Collected data entries
━━━━

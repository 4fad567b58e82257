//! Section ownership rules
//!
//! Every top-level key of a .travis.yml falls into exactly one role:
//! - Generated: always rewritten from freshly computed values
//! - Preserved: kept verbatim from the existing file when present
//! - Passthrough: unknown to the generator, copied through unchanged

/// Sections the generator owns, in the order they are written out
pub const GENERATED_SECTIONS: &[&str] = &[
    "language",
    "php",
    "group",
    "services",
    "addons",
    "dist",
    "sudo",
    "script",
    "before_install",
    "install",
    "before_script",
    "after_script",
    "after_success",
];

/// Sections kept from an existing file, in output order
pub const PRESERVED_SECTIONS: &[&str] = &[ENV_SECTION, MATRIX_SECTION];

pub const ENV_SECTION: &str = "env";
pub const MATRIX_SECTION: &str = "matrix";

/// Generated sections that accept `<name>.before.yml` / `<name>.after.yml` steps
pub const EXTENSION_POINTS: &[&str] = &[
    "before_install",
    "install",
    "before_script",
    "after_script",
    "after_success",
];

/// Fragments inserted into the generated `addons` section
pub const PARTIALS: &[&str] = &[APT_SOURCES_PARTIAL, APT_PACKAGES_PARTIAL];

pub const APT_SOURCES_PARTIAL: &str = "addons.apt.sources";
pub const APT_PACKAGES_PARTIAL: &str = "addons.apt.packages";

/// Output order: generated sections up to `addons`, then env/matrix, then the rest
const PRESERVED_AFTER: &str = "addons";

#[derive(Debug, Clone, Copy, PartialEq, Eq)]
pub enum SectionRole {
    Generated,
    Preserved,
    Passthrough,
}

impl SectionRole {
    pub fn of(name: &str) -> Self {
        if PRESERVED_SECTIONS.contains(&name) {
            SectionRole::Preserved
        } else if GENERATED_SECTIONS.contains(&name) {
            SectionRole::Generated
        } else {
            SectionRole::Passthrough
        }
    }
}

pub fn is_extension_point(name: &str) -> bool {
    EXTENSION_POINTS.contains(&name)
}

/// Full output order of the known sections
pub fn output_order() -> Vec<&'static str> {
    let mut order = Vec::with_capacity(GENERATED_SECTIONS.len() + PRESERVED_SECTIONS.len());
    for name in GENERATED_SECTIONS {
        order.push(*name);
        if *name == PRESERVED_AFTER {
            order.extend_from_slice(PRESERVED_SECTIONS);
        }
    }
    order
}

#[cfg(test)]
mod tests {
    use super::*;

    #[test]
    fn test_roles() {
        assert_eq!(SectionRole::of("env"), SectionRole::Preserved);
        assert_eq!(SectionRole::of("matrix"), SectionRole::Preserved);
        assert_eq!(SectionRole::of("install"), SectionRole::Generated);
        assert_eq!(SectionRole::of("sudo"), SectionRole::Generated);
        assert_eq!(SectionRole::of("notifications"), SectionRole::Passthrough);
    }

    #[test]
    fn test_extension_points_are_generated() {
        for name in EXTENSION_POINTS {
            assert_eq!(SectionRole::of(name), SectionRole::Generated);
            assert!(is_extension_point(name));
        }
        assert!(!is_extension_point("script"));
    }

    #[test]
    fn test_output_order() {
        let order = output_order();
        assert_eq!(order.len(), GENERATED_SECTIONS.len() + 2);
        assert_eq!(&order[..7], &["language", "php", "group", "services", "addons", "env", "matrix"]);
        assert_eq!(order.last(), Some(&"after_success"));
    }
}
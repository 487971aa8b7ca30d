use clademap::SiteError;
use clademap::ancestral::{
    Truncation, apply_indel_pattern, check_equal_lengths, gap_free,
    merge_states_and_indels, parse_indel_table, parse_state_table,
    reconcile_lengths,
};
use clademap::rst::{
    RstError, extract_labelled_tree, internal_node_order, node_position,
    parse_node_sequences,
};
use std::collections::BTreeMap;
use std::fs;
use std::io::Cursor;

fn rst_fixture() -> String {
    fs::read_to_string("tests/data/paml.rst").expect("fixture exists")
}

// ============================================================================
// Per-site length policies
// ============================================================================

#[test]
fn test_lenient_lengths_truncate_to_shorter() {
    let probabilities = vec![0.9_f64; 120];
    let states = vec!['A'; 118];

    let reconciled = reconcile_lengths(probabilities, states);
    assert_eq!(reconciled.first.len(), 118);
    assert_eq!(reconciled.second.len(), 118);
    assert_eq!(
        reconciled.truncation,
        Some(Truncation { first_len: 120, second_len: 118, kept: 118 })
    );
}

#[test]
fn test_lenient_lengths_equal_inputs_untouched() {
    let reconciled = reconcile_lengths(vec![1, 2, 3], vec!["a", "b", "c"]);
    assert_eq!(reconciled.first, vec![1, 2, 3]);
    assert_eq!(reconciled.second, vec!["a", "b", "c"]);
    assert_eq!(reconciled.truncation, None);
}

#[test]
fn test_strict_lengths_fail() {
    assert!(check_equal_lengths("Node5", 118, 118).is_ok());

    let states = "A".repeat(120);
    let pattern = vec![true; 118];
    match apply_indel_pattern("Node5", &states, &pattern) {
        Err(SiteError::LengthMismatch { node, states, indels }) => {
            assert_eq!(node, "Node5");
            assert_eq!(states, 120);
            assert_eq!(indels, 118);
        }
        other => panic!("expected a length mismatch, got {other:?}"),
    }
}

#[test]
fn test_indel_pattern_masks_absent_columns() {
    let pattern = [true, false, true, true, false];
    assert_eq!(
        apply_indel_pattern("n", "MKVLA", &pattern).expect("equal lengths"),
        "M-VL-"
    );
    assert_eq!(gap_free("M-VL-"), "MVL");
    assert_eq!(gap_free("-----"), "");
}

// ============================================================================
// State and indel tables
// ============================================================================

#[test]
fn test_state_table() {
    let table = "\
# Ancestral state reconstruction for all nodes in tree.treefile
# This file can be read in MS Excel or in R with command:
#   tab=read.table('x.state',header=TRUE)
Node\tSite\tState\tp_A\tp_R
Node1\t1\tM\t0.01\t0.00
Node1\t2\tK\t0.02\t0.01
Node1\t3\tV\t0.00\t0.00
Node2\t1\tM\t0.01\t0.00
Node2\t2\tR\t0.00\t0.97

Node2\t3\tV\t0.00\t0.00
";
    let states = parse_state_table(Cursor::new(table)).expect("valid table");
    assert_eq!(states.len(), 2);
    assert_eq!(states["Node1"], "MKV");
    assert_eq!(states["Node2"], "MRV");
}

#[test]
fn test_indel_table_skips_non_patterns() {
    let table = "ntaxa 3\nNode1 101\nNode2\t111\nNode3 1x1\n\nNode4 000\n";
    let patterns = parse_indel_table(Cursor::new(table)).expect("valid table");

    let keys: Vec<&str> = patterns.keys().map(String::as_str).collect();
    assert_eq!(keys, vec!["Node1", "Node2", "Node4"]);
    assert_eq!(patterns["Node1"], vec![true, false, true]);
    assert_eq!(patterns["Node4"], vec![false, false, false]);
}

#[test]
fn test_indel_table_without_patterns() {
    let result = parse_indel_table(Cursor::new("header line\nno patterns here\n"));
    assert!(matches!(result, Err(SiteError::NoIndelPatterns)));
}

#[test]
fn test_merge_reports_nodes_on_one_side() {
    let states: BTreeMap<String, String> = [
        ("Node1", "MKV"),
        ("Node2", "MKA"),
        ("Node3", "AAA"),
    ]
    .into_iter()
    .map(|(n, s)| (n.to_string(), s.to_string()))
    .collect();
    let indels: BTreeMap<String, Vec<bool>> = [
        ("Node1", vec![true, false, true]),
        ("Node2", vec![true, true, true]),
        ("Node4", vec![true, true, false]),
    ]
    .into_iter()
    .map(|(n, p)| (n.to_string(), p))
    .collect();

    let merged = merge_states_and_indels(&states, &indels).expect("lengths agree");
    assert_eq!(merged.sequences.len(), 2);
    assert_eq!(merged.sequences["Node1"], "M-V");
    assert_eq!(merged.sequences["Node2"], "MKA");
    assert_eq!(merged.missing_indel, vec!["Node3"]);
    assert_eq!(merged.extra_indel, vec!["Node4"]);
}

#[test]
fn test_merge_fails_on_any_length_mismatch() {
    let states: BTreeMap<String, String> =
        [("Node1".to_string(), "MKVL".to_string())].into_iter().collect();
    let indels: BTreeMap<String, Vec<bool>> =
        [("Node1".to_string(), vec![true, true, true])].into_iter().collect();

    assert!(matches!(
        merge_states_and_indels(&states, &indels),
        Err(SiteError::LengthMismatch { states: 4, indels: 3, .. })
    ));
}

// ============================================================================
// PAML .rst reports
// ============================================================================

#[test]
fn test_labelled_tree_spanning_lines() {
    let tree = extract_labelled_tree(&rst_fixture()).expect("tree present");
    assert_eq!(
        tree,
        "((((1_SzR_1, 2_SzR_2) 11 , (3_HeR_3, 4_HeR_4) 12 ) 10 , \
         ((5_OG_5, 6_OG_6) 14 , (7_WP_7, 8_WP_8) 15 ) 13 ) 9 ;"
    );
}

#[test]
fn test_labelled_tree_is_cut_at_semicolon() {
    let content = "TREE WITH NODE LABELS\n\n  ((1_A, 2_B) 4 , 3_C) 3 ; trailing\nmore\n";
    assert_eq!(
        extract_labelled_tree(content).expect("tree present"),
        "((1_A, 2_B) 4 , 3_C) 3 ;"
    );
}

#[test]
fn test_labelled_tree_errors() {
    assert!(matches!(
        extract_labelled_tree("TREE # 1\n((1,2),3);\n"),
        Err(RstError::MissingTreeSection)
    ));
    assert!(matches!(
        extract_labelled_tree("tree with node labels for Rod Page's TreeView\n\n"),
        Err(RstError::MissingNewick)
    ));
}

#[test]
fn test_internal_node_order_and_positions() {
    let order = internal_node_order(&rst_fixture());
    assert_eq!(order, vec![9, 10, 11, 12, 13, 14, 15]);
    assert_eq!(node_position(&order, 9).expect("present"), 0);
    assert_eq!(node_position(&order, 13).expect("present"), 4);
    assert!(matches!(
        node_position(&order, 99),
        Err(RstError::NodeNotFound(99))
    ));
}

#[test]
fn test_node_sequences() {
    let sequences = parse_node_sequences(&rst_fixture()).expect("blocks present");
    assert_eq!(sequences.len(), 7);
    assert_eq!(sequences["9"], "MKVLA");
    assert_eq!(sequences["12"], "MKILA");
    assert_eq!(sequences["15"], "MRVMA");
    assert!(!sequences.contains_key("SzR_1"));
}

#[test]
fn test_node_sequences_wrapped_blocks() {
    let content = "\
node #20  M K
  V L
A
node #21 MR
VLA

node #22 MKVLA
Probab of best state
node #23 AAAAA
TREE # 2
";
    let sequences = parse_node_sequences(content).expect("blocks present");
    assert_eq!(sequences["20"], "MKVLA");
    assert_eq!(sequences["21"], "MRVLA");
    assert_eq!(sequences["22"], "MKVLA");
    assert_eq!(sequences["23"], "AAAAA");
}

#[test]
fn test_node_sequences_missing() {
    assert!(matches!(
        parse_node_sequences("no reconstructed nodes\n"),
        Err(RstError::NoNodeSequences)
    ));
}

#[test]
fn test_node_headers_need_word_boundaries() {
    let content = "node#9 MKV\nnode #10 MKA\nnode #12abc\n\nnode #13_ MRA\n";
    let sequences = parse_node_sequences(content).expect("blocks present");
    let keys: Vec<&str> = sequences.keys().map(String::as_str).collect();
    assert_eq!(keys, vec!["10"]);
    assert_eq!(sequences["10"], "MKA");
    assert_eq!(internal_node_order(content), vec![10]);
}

━━━━

What the exercise asks:
Beginning at the opening line of the data, transcribe each line exactly until you reach the line with "pub fn output_order()", which you also include, and go no further.

Solution to this problem:
repository 4fad567b58e82257
//! Section ownership rules
//!
//! Every top-level key of a .travis.yml falls into exactly one role:
//! - Generated: always rewritten from freshly computed values
//! - Preserved: kept verbatim from the existing file when present
//! - Passthrough: unknown to the generator, copied through unchanged

/// Sections the generator owns, in the order they are written out
pub const GENERATED_SECTIONS: &[&str] = &[
    "language",
    "php",
    "group",
    "services",
    "addons",
    "dist",
    "sudo",
    "script",
    "before_install",
    "install",
    "before_script",
    "after_script",
    "after_success",
];

/// Sections kept from an existing file, in output order
pub const PRESERVED_SECTIONS: &[&str] = &[ENV_SECTION, MATRIX_SECTION];

pub const ENV_SECTION: &str = "env";
pub const MATRIX_SECTION: &str = "matrix";

/// Generated sections that accept `<name>.before.yml` / `<name>.after.yml` steps
pub const EXTENSION_POINTS: &[&str] = &[
    "before_install",
    "install",
    "before_script",
    "after_script",
    "after_success",
];

/// Fragments inserted into the generated `addons` section
pub const PARTIALS: &[&str] = &[APT_SOURCES_PARTIAL, APT_PACKAGES_PARTIAL];

pub const APT_SOURCES_PARTIAL: &str = "addons.apt.sources";
pub const APT_PACKAGES_PARTIAL: &str = "addons.apt.packages";

/// Output order: generated sections up to `addons`, then env/matrix, then the rest
const PRESERVED_AFTER: &str = "addons";

#[derive(Debug, Clone, Copy, PartialEq, Eq)]
pub enum SectionRole {
    Generated,
    Preserved,
    Passthrough,
}

impl SectionRole {
    pub fn of(name: &str) -> Self {
        if PRESERVED_SECTIONS.contains(&name) {
            SectionRole::Preserved
        } else if GENERATED_SECTIONS.contains(&name) {
            SectionRole::Generated
        } else {
            SectionRole::Passthrough
        }
    }
}

pub fn is_extension_point(name: &str) -> bool {
    EXTENSION_POINTS.contains(&name)
}

/// Full output order of the known sections
pub fn output_order() -> Vec<&'static str> {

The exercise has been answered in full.